但是,深度学习在焊接方面没有针对焊接过程中焊接熔池的精确定位与识别,以及焊接熔宽的提取的研究.
区别于已有只是对熔透状态的研究,本文将利用视觉传感的方法采集图像,通过传统图像处理与深度学习相结合,来解决熔池图片处理中精确对熔池状态分类和定位熔池边界、获得最大熔宽等分类和回归相关问题,实现对熔池的检测.本文设计的系统可直接应用到工业现场,保证实时性和准确率.
1 硬件平台搭建和数据采集
1.1 硬件设备搭建
本文焊接方法采用TIG焊,焊接材料为2 mm厚低碳钢,TIG焊机采用的是Liler的Aerowave焊机.通过Manta G-145B/C-30fps相机采集焊接过程的背部熔池图片,采集卡是NI公司的USB数据采集卡,可以通过PC上的LabView进行编程控制,传感器和外触发是自主设计的硬件电路.

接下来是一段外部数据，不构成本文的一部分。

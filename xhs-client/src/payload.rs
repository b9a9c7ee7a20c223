use chrono::{DateTime, TimeZone, Utc};
use serde::Deserialize;
use serde_json::Value;

use xhswatch_core::PayloadError;

// Wire shape of the intercepted search-notes response. Every field is
// optional: the platform omits and reshuffles fields freely, and a missing
// field must become well-defined absence, not a parse failure.

#[derive(Debug, Clone, Deserialize)]
struct SearchNotesPayload {
    #[serde(default)]
    data: Option<SearchNotesData>,
}

#[derive(Debug, Clone, Deserialize)]
struct SearchNotesData {
    #[serde(default)]
    items: Vec<SearchNoteItem>,
}

#[derive(Debug, Clone, Deserialize)]
struct SearchNoteItem {
    #[serde(default)]
    id: Option<String>,
    #[serde(default)]
    model_type: Option<String>,
    #[serde(default)]
    note_card: Option<NoteCard>,
}

#[derive(Debug, Clone, Deserialize)]
struct NoteCard {
    #[serde(default)]
    display_title: Option<String>,
    #[serde(default)]
    desc: Option<String>,
    #[serde(default)]
    time: Option<Value>,
    #[serde(default)]
    cover: Option<NoteCover>,
    #[serde(default)]
    user: Option<NoteUser>,
}

#[derive(Debug, Clone, Deserialize)]
struct NoteCover {
    #[serde(default)]
    url_default: Option<String>,
    #[serde(default)]
    url_pre: Option<String>,
}

#[derive(Debug, Clone, Deserialize)]
struct NoteUser {
    #[serde(default)]
    nickname: Option<String>,
}

/// Validated view of one payload item, ready for normalization.
#[derive(Debug, Clone, PartialEq, Eq)]
pub struct NoteSummary {
    pub id: String,
    pub title: Option<String>,
    pub description: Option<String>,
    pub cover_url: Option<String>,
    pub author: Option<String>,
    pub published_at: Option<DateTime<Utc>>,
}

/// Extract note summaries from a captured search payload. Non-note items
/// (query suggestions and the like) and items without a usable id are
/// skipped; a structurally alien payload is an error.
pub fn parse_search_payload(payload: &Value) -> Result<Vec<NoteSummary>, PayloadError> {
    let parsed: SearchNotesPayload = serde_json::from_value(payload.clone())?;
    let data = parsed.data.ok_or_else(|| PayloadError::MissingItems {
        detail: "payload has no data object".to_string(),
    })?;

    Ok(data.items.into_iter().filter_map(note_summary).collect())
}

fn note_summary(item: SearchNoteItem) -> Option<NoteSummary> {
    if let Some(model_type) = item.model_type.as_deref() {
        if model_type != "note" {
            return None;
        }
    }

    let id = item.id.filter(|id| !id.trim().is_empty())?;
    let card = item.note_card?;

    let cover_url = card
        .cover
        .and_then(|cover| cover.url_default.or(cover.url_pre))
        .filter(|url| !url.is_empty());

    Some(NoteSummary {
        id,
        title: card.display_title.filter(|t| !t.trim().is_empty()),
        description: card.desc.filter(|d| !d.trim().is_empty()),
        cover_url,
        author: card
            .user
            .and_then(|user| user.nickname)
            .filter(|n| !n.trim().is_empty()),
        published_at: card.time.as_ref().and_then(parse_timestamp),
    })
}

/// Best-effort timestamp extraction from the platform's raw `time` field.
/// Accepts a numeric epoch (milliseconds when the magnitude exceeds 1e12,
/// seconds otherwise), a numeric string, or an ISO-8601 string with offset
/// (a trailing `Z` means UTC). Anything else is "no timestamp".
pub fn parse_timestamp(raw: &Value) -> Option<DateTime<Utc>> {
    match raw {
        Value::Number(number) => epoch_to_utc(number.as_f64()?),
        Value::String(text) => {
            let text = text.trim();
            if text.is_empty() {
                return None;
            }
            if let Ok(number) = text.parse::<f64>() {
                return epoch_to_utc(number);
            }
            DateTime::parse_from_rfc3339(text)
                .ok()
                .map(|parsed| parsed.with_timezone(&Utc))
        }
        _ => None,
    }
}

fn epoch_to_utc(value: f64) -> Option<DateTime<Utc>> {
    if !value.is_finite() {
        return None;
    }
    let seconds = if value.abs() > 1.0e12 {
        value / 1000.0
    } else {
        value
    };
    Utc.timestamp_opt(seconds as i64, 0).single()
}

硬件设备组成如图1所示,焊接过程采用的是TIG焊脉冲焊,将相机和数据采集卡采集到的图片和电流电压信号传输到计算机,计算机对数据处理之后可通过电流电压控制器和伺服电机控制器调节焊接电流电压和工作台运动.在焊接过程中,为了保证采集到清楚的图片,需要在焊接弧光最弱的时刻采集图像,所以设计通过外触发控制相机在指定焊接电压上升沿处采集图像,通过采集卡采集3路信号(电流、电压和外触发),硬件平台保证了焊接背部熔池图片对应当前时刻的电流和电压值.
1.2 图像采集
为了让深度学习的网络有一个健壮的鲁棒性,就需要大量的图像,所以采集的图像数量要多,涵盖的焊接情况也要尽量多.
将Manta相机的帧率设置在16 Hz,采像过程中,通过随机改变电流的方法来实现不同的焊接情况.初步将焊接的情况分为正常熔透(见图2(a))、未熔透(见图2(b))和烧穿(见图2(c))3种情况.最终采集得到了10 000张正常熔透照片、10 000张未熔透照片和130张烧穿照片.
2 熔池图像分析和图像处理
2.1 熔池图像分析
图2(a)所示是一个比较理想的熔池,边界清楚,呈阶跃型,边界形状规则,熔池内部只有少量的熔渣,熔池外部亮度由暗到亮均匀渐变,这类熔池边界的提取算法容易实现且较可靠.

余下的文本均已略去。